Is Forex Trading Better Than the Stock Market?
Over the past 12 months, Forex trading has seen a bit of a renaissance, with lots of Forex trading firms and projects taking hold among the community. It looks almost as if the market had suddenly become popular and everyone was jumping in, with more people taking to day trading.
In all cases, brokers talk about Forex day trading as the best way to raise your income or even get a new, simpler full-time job. Yet, it’s easy to wonder, how true is it that Forex is the best way to make money in the investment market? Wouldn’t it be better to just play the stock market, as many people do? As it turns out, there are key differences that make both markets unique.
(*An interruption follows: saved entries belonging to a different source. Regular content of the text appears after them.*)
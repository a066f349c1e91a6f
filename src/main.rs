// ABOUTME: Entry point for the vs CLI application.
// ABOUTME: Parses arguments, resolves the invocation, and dispatches to command handlers.

mod cli;
mod commands;

use clap::{CommandFactory, Parser};
use cli::Cli;
use std::env;
use std::path::Path;
use tracing_subscriber::EnvFilter;
use vs::config::{self, Config};
use vs::dispatch::{self, Invocation, Verb};
use vs::error::Result;
use vs::output::Output;
use vs::provider::{self, ProviderGateway};

#[tokio::main]
async fn main() {
    dotenvy::dotenv().ok();

    let cli = Cli::parse();

    // Initialize tracing subscriber based on verbose flag
    let filter = if cli.verbose {
        EnvFilter::new("debug")
    } else {
        EnvFilter::new("warn")
    };
    tracing_subscriber::fmt()
        .with_env_filter(filter)
        .with_target(true)
        .with_writer(std::io::stderr)
        .init();

    let mode = cli.output_mode();
    let result = run(cli, Output::new(mode)).await;

    if let Err(e) = result {
        Output::new(mode).error(&e.to_string());
        if e.is_usage() {
            eprintln!();
            eprintln!("{}", Cli::command().render_help());
        }
        std::process::exit(e.exit_code());
    }
}

async fn run(cli: Cli, output: Output) -> Result<()> {
    let invocation = dispatch::resolve(&cli.target, &cli.rest)?;
    let cwd = env::current_dir()?;

    match invocation {
        Invocation::Init { force } => {
            let path = config::init_config(&cwd, force)?;
            output.success(&format!("Created {}", path.display()));
            Ok(())
        }
        Invocation::Status => {
            let config = load_config(cli.config.as_deref(), &cwd)?;
            let gateway = provider::connect(&config.provider)?;
            commands::status(gateway.as_ref(), &config, output).await
        }
        Invocation::Machine { name, verb, args } => {
            let config = load_config(cli.config.as_deref(), &cwd)?;
            let gateway = provider::connect(&config.provider)?;
            let gateway: &dyn ProviderGateway = gateway.as_ref();

            match verb {
                Verb::Up => commands::up(gateway, &config, &name, output).await,
                Verb::Halt => commands::halt(gateway, &config, &name, output).await,
                Verb::Destroy => commands::destroy(gateway, &config, &name, output).await,
                Verb::Status => commands::machine_status(gateway, &config, &name, output).await,
                Verb::Ssh => commands::ssh(gateway, &config, &name, &args).await,
                Verb::Scp => commands::scp(gateway, &config, &name, &args).await,
                Verb::Console => commands::console(gateway, &config, &name, output).await,
            }
        }
    }
}

fn load_config(explicit: Option<&Path>, cwd: &Path) -> Result<Config> {
    match explicit {
        Some(path) => Config::load(path),
        None => Config::discover(cwd),
    }
}
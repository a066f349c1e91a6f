// ABOUTME: Command module aggregator for the vs CLI.
// ABOUTME: Lifecycle, status, and remote-access handlers run against a provider gateway.

mod lifecycle;
mod remote;
mod status;

pub use lifecycle::{destroy, halt, machine_status, up};
pub use remote::{console, scp, ssh};
pub use status::status;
Stock and Forex Trading Compared
In comparing stock and forex trading, there are several talking points to consider. Although we see the stock market as the be-all, end-all of trading markets, in truth no stock market can hold a candle to the Forex market in sheer size. While the stock market trades about $200 billion per day, a staggering amount wherever you put it, the Forex market goes even higher, averaging $5 trillion per day. That’s more than several tens the magnitude of the stock market.
While sheer size might not tell us much at first, it matters a lot – particularly once we also consider that the Forex market is highly liquid. A large trading market with high liquidity means it’s much easier for anyone to enter or leave the market, since the expectation is that whenever you want to trade there will be somebody willing to trade with you.
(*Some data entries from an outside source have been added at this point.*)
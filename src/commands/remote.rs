// ABOUTME: ssh, scp, and console commands.
// ABOUTME: The machine is observed first so sessions always target its current address.

use vs::config::Config;
use vs::error::{Error, Result};
use vs::machine::{Machine, StateObserver};
use vs::output::Output;
use vs::provider::ProviderGateway;
use vs::remote::{RemoteTarget, run_interactive};
use vs::types::MachineName;

async fn observe<G: ProviderGateway + ?Sized>(
    gateway: &G,
    config: &Config,
    name: &MachineName,
) -> Result<Machine> {
    let machine = StateObserver::new(gateway, config.retry)
        .observe(name)
        .await?;
    Ok(machine)
}

pub async fn ssh<G: ProviderGateway + ?Sized>(
    gateway: &G,
    config: &Config,
    name: &MachineName,
    args: &[String],
) -> Result<()> {
    let machine = observe(gateway, config, name).await?;
    let target = RemoteTarget::new(&machine, &config.ssh)?;
    run_interactive("ssh", &target.ssh_args(args)).await
}

pub async fn scp<G: ProviderGateway + ?Sized>(
    gateway: &G,
    config: &Config,
    name: &MachineName,
    args: &[String],
) -> Result<()> {
    let machine = observe(gateway, config, name).await?;
    let target = RemoteTarget::new(&machine, &config.ssh)?;
    run_interactive("scp", &target.scp_args(args)).await
}

/// Request out-of-band console access and print it.
pub async fn console<G: ProviderGateway + ?Sized>(
    gateway: &G,
    config: &Config,
    name: &MachineName,
    output: Output,
) -> Result<()> {
    let machine = observe(gateway, config, name).await?;
    let id = match machine.instance_id {
        Some(ref id) if !machine.state.is_gone() => id,
        _ => {
            return Err(Error::NotReachable {
                name: machine.name,
                state: machine.state,
            });
        }
    };

    let console = gateway.request_console(id).await?;
    output.console(&console);
    Ok(())
}
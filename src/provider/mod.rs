// ABOUTME: Provider gateway: the narrow contract over a cloud compute control API.
// ABOUTME: Every call only triggers work; completion is confirmed by listing again.

mod error;
pub mod hetzner;
mod retry;

pub use error::ProviderError;
pub use hetzner::HetznerGateway;
pub use retry::{Exhausted, RetryPolicy, with_retry};

use crate::config::{ProviderConfig, ProviderKind};
use crate::types::{InstanceId, MachineName};
use async_trait::async_trait;
use serde::Serialize;
use std::collections::BTreeMap;

/// Label/tag key that binds a provider instance to a machine name.
pub const NAME_TAG: &str = "vs-machine";

/// Label marking instances created by this tool.
pub const MANAGED_TAG: &str = "vs-managed";

/// One instance as reported by the provider, before any normalization.
#[derive(Debug, Clone, PartialEq, Eq, Serialize)]
pub struct InstanceRecord {
    pub id: InstanceId,
    pub name: String,
    /// Raw provider status string (e.g. "running", "off").
    pub state: String,
    pub instance_type: Option<String>,
    pub public_address: Option<String>,
    pub tags: BTreeMap<String, String>,
}

impl InstanceRecord {
    /// The machine name this instance is tagged with, if any.
    pub fn name_tag(&self) -> Option<&str> {
        self.tags.get(NAME_TAG).map(String::as_str)
    }
}

/// What to create when a machine has to be brought into existence.
#[derive(Debug, Clone, PartialEq, Eq)]
pub struct InstanceSpec {
    pub name: MachineName,
    pub instance_type: String,
    pub image: String,
    pub location: Option<String>,
    pub ssh_keys: Vec<String>,
    pub labels: BTreeMap<String, String>,
    pub user_data: Option<String>,
}

impl InstanceSpec {
    /// Labels sent to the provider: user labels plus the name and managed tags.
    pub fn provider_labels(&self) -> BTreeMap<String, String> {
        let mut labels = self.labels.clone();
        labels.insert(NAME_TAG.to_string(), self.name.to_string());
        labels.insert(MANAGED_TAG.to_string(), "true".to_string());
        labels
    }
}

/// Credentials for the provider's out-of-band console.
#[derive(Debug, Clone, PartialEq, Eq, Serialize)]
pub struct ConsoleAccess {
    pub url: String,
    pub password: String,
}

/// Cloud compute operations used by the reconciler.
#[async_trait]
pub trait ProviderGateway: Send + Sync {
    /// List instances, optionally only those tagged with the given machine name.
    async fn list_instances(
        &self,
        name_tag: Option<&MachineName>,
    ) -> Result<Vec<InstanceRecord>, ProviderError>;

    /// Create an instance. Creation implies start.
    async fn create_instance(&self, spec: &InstanceSpec) -> Result<InstanceId, ProviderError>;

    /// Power on a stopped instance.
    async fn start_instance(&self, id: &InstanceId) -> Result<(), ProviderError>;

    /// Shut down a running instance, preserving its disk.
    async fn stop_instance(&self, id: &InstanceId) -> Result<(), ProviderError>;

    /// Destroy an instance permanently.
    async fn terminate_instance(&self, id: &InstanceId) -> Result<(), ProviderError>;

    /// Request access to the instance's out-of-band console.
    async fn request_console(&self, _id: &InstanceId) -> Result<ConsoleAccess, ProviderError> {
        Err(ProviderError::Unsupported("console access"))
    }
}

/// Build the configured gateway.
///
/// The provider session (endpoint, credentials, location) is passed in
/// explicitly; nothing is read from ambient state besides the token's env var.
pub fn connect(config: &ProviderConfig) -> crate::error::Result<Box<dyn ProviderGateway>> {
    match config.kind {
        ProviderKind::Hetzner => {
            let token = config.token.resolve()?;
            tracing::debug!(endpoint = %config.endpoint, token = %config.token, "using hetzner cloud gateway");
            Ok(Box::new(HetznerGateway::new(
                &config.endpoint,
                token,
                config.location.clone(),
            )))
        }
    }
}
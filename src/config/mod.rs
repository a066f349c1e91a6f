// ABOUTME: Configuration types and parsing for vs.yml.
// ABOUTME: Handles discovery, defaults when no file exists, and per-machine overrides.

mod env_value;
mod init;
mod machine;
mod provider;
mod ssh;

pub use env_value::EnvValue;
pub use init::init_config;
pub use machine::{MachineOverride, MachineTemplate};
pub use provider::{ProviderConfig, ProviderKind};
pub use ssh::SshConfig;

use crate::error::{Error, Result};
use crate::machine::ReconcileSettings;
use crate::provider::{InstanceSpec, MANAGED_TAG, NAME_TAG, RetryPolicy};
use crate::types::MachineName;
use serde::Deserialize;
use std::collections::BTreeMap;
use std::path::Path;

pub const CONFIG_FILENAME: &str = "vs.yml";
pub const CONFIG_FILENAME_ALT: &str = "vs.yaml";
pub const CONFIG_FILENAME_DIR: &str = ".vs/config.yml";

#[derive(Debug, Clone, PartialEq, Default, Deserialize)]
pub struct Config {
    #[serde(default)]
    pub provider: ProviderConfig,

    /// Create template shared by all machines.
    #[serde(default)]
    pub machine: MachineTemplate,

    #[serde(default)]
    pub reconcile: ReconcileSettings,

    #[serde(default)]
    pub retry: RetryPolicy,

    #[serde(default)]
    pub ssh: SshConfig,

    #[serde(default)]
    pub machines: BTreeMap<String, MachineOverride>,
}

impl Config {
    pub fn from_yaml(yaml: &str) -> Result<Self> {
        // An empty file is valid and means all defaults.
        if yaml.trim().is_empty() {
            return Ok(Config::default());
        }
        let config: Config = serde_yaml::from_str(yaml)?;
        config.validate()?;
        Ok(config)
    }

    pub fn load(path: &Path) -> Result<Self> {
        if !path.exists() {
            return Err(Error::ConfigNotFound(path.to_path_buf()));
        }
        let content = std::fs::read_to_string(path)?;
        Self::from_yaml(&content)
    }

    /// Load the first config file found in `dir`, or the defaults if there is none.
    pub fn discover(dir: &Path) -> Result<Self> {
        let candidates = [
            dir.join(CONFIG_FILENAME),
            dir.join(CONFIG_FILENAME_ALT),
            dir.join(CONFIG_FILENAME_DIR),
        ];

        for path in &candidates {
            if path.exists() {
                tracing::debug!(path = %path.display(), "loading configuration");
                return Self::load(path);
            }
        }

        tracing::debug!(dir = %dir.display(), "no configuration file found, using defaults");
        Ok(Config::default())
    }

    /// The create template for `name` with its overrides applied.
    pub fn for_machine(&self, name: &MachineName) -> MachineTemplate {
        match self.machines.get(name.as_str()) {
            Some(overrides) => self.machine.merged(overrides),
            None => self.machine.clone(),
        }
    }

    pub fn instance_spec(&self, name: &MachineName) -> InstanceSpec {
        self.for_machine(name).instance_spec(name)
    }

    fn validate(&self) -> Result<()> {
        for name in self.machines.keys() {
            MachineName::new(name).map_err(|source| Error::InvalidMachineName {
                name: name.clone(),
                source,
            })?;
        }

        let label_sets = std::iter::once(("machine", &self.machine.labels)).chain(
            self.machines
                .iter()
                .map(|(name, overrides)| (name.as_str(), &overrides.labels)),
        );
        for (owner, labels) in label_sets {
            for reserved in [NAME_TAG, MANAGED_TAG] {
                if labels.contains_key(reserved) {
                    return Err(Error::InvalidConfig(format!(
                        "label '{reserved}' in {owner} is reserved"
                    )));
                }
            }
        }

        if self.reconcile.max_polls == 0 {
            return Err(Error::InvalidConfig(
                "reconcile.max_polls must be at least 1".to_string(),
            ));
        }
        if self.reconcile.poll_interval.is_zero() {
            return Err(Error::InvalidConfig(
                "reconcile.poll_interval must be positive".to_string(),
            ));
        }
        if self.reconcile.timeout.is_zero() {
            return Err(Error::InvalidConfig(
                "reconcile.timeout must be positive".to_string(),
            ));
        }
        if self.retry.attempts == 0 {
            return Err(Error::InvalidConfig(
                "retry.attempts must be at least 1".to_string(),
            ));
        }

        Ok(())
    }
}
Let’s take a look at an example of how market size and liquidity work with forex compared to stock market:
In the stock market, you have a number of stocks in your portfolio. Let’s say those stocks are divided 50/50, with half belonging to company A and half belonging to company B. One day, Company A’s CEO goes to jail because of a scandal involving a giraffe and a pair of tweezers, bringing the overall trust in the company down.
You hurry to try and sell your stock, only to find that this scandal is large enough that nobody wants to purchase them. You’re left with dead stock, hoping Company A eventually recovers. You can’t trade it nor turn it into liquid, since nobody will buy. Trading A stocks for B stocks directly isn’t even an option.
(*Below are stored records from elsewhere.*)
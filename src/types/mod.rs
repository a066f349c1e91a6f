// ABOUTME: Validated domain types for machines and provider instances.
// ABOUTME: Machine names are DNS labels; instance ids are opaque provider strings.

mod instance_id;
mod machine_name;

pub use instance_id::InstanceId;
pub use machine_name::{MachineName, MachineNameError};
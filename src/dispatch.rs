// ABOUTME: Command dispatch: maps `vs <target> [<verb>] [args]` onto an invocation.
// ABOUTME: Global command tokens are matched before machine names.

use std::fmt;

use crate::error::{Error, Result};
use crate::types::MachineName;

/// Commands that act on the whole account rather than one machine.
#[derive(Debug, Clone, Copy, PartialEq, Eq)]
pub enum GlobalCommand {
    Status,
    Init,
}

/// Commands that act on a single machine.
#[derive(Debug, Clone, Copy, PartialEq, Eq)]
pub enum Verb {
    Up,
    Halt,
    Destroy,
    Status,
    Ssh,
    Scp,
    Console,
}

const GLOBAL_COMMANDS: &[(&str, GlobalCommand)] = &[
    ("status", GlobalCommand::Status),
    ("init", GlobalCommand::Init),
];

const VERBS: &[(&str, Verb)] = &[
    ("up", Verb::Up),
    ("halt", Verb::Halt),
    ("destroy", Verb::Destroy),
    ("status", Verb::Status),
    ("ssh", Verb::Ssh),
    ("scp", Verb::Scp),
    ("console", Verb::Console),
];

impl GlobalCommand {
    pub fn from_token(token: &str) -> Option<Self> {
        GLOBAL_COMMANDS
            .iter()
            .find(|(name, _)| *name == token)
            .map(|(_, command)| *command)
    }
}

impl Verb {
    pub fn from_token(token: &str) -> Option<Self> {
        VERBS
            .iter()
            .find(|(name, _)| *name == token)
            .map(|(_, verb)| *verb)
    }

    pub fn as_str(&self) -> &'static str {
        match self {
            Verb::Up => "up",
            Verb::Halt => "halt",
            Verb::Destroy => "destroy",
            Verb::Status => "status",
            Verb::Ssh => "ssh",
            Verb::Scp => "scp",
            Verb::Console => "console",
        }
    }

    /// Whether trailing arguments are handed through to an external program.
    pub fn passes_args(&self) -> bool {
        matches!(self, Verb::Ssh | Verb::Scp)
    }
}

impl fmt::Display for Verb {
    fn fmt(&self, f: &mut fmt::Formatter<'_>) -> fmt::Result {
        f.write_str(self.as_str())
    }
}

/// A fully resolved command line.
#[derive(Debug, Clone, PartialEq, Eq)]
pub enum Invocation {
    Status,
    Init {
        force: bool,
    },
    Machine {
        name: MachineName,
        verb: Verb,
        args: Vec<String>,
    },
}

/// Resolve the positional part of a command line.
///
/// # Errors
///
/// - `UnknownCommand` for an unrecognized verb or argument to a global command.
/// - `MissingCommand` when a machine name is given without a verb.
/// - `InvalidMachineName` when the target is neither a global command nor a valid name.
pub fn resolve(target: &str, rest: &[String]) -> Result<Invocation> {
    if let Some(command) = GlobalCommand::from_token(target) {
        return resolve_global(command, rest);
    }

    let name = MachineName::new(target).map_err(|source| Error::InvalidMachineName {
        name: target.to_string(),
        source,
    })?;

    let (token, args) = rest
        .split_first()
        .ok_or_else(|| Error::MissingCommand(target.to_string()))?;
    let verb = Verb::from_token(token).ok_or_else(|| Error::UnknownCommand(token.clone()))?;

    if !verb.passes_args() && !args.is_empty() {
        tracing::warn!(%verb, ?args, "ignoring extra arguments");
    }

    Ok(Invocation::Machine {
        name,
        verb,
        args: args.to_vec(),
    })
}

fn resolve_global(command: GlobalCommand, rest: &[String]) -> Result<Invocation> {
    match command {
        GlobalCommand::Status => match rest.first() {
            None => Ok(Invocation::Status),
            Some(arg) => Err(Error::UnknownCommand(arg.clone())),
        },
        GlobalCommand::Init => {
            let mut force = false;
            for arg in rest {
                match arg.as_str() {
                    "-f" | "--force" => force = true,
                    other => return Err(Error::UnknownCommand(other.to_string())),
                }
            }
            Ok(Invocation::Init { force })
        }
    }
}
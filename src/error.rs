// ABOUTME: Application-wide error types for vs.
// ABOUTME: Uses thiserror; every variant maps to a process exit code at the command boundary.

use std::path::PathBuf;
use thiserror::Error;

use crate::machine::{CanonicalState, ReconcileError};
use crate::provider::ProviderError;
use crate::types::{MachineName, MachineNameError};

#[derive(Debug, Error)]
pub enum Error {
    #[error("file already exists: {0}")]
    AlreadyExists(PathBuf),

    #[error("configuration file not found: {0}")]
    ConfigNotFound(PathBuf),

    #[error("missing required environment variable: {0}")]
    MissingEnvVar(String),

    #[error("invalid configuration: {0}")]
    InvalidConfig(String),

    #[error("invalid machine name '{name}': {source}")]
    InvalidMachineName {
        name: String,
        source: MachineNameError,
    },

    #[error("unrecognized command: {0}")]
    UnknownCommand(String),

    #[error("no command given for machine '{0}'")]
    MissingCommand(String),

    #[error("machine '{name}' is not reachable (state: {state})")]
    NotReachable {
        name: MachineName,
        state: CanonicalState,
    },

    #[error("failed to launch {program}: {source}")]
    RemoteLaunch {
        program: String,
        source: std::io::Error,
    },

    #[error("{program} exited with {}", match .code { Some(code) => format!("status {code}"), None => "a signal".to_string() })]
    RemoteExit { program: String, code: Option<i32> },

    #[error(transparent)]
    Reconcile(#[from] ReconcileError),

    #[error(transparent)]
    Provider(#[from] ProviderError),

    #[error("I/O error: {0}")]
    Io(#[from] std::io::Error),

    #[error("YAML parse error: {0}")]
    Yaml(#[from] serde_yaml::Error),
}

impl Error {
    /// Whether the user should be shown the usage text.
    pub fn is_usage(&self) -> bool {
        matches!(self, Error::UnknownCommand(_) | Error::MissingCommand(_))
    }

    /// Process exit code for this error.
    pub fn exit_code(&self) -> i32 {
        match self {
            Error::RemoteExit {
                code: Some(code), ..
            } if *code != 0 => *code,
            e if e.is_usage() => 2,
            _ => 1,
        }
    }
}

pub type Result<T> = std::result::Result<T, Error>;

#[cfg(test)]
mod tests {
    use super::*;

    #[test]
    fn usage_errors_exit_with_two() {
        let err = Error::UnknownCommand("reboot".into());
        assert!(err.is_usage());
        assert_eq!(err.exit_code(), 2);
    }

    #[test]
    fn remote_exit_code_is_propagated() {
        let err = Error::RemoteExit {
            program: "ssh".into(),
            code: Some(255),
        };
        assert_eq!(err.exit_code(), 255);
        assert_eq!(err.to_string(), "ssh exited with status 255");

        let killed = Error::RemoteExit {
            program: "scp".into(),
            code: None,
        };
        assert_eq!(killed.exit_code(), 1);
        assert_eq!(killed.to_string(), "scp exited with a signal");
    }

    #[test]
    fn other_errors_exit_with_one() {
        assert_eq!(Error::MissingEnvVar("HCLOUD_TOKEN".into()).exit_code(), 1);
    }
}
Now let’s look at a similar situation in the Forex market:
You have invested your life savings in Forex, and now half your money is in GBP, while the other half is in JPY. One good day the prime minister of the UK resigns over a scandal involving a box of eggs, fungus medication, and a teacup. The GBP plunges.
As soon as you read this, your instinct is to switch your savings to another currency since this is a scandal that will affect the UK economy for years to come. You enter your Forex exchange, look for people trading GBP/JPY and… there it is, somebody is doing it.
There’s somebody out there who has decided to bet on the GBP rebounding, and thus buying the currency now that it’s low. Even if there wasn’t, you could always run and spend your savings in GBP on something else (like the stock market) without needing anyone else for it, because GBPs are liquid.
See the difference? When trading values, market size and liquidity matter above everything else. Larger markets mean that more people will be trading, thus raising your chance of finding somebody willing to buy from you so you can jump out. Moreover, since the market is liquid, you always have the option of spending it. People all over the world will take GBP even in the midst of a huge scandal. Banks will trade it, accept it, and exchange it. Now try using Netflix stocks to pay for eggs and milk and see how that goes.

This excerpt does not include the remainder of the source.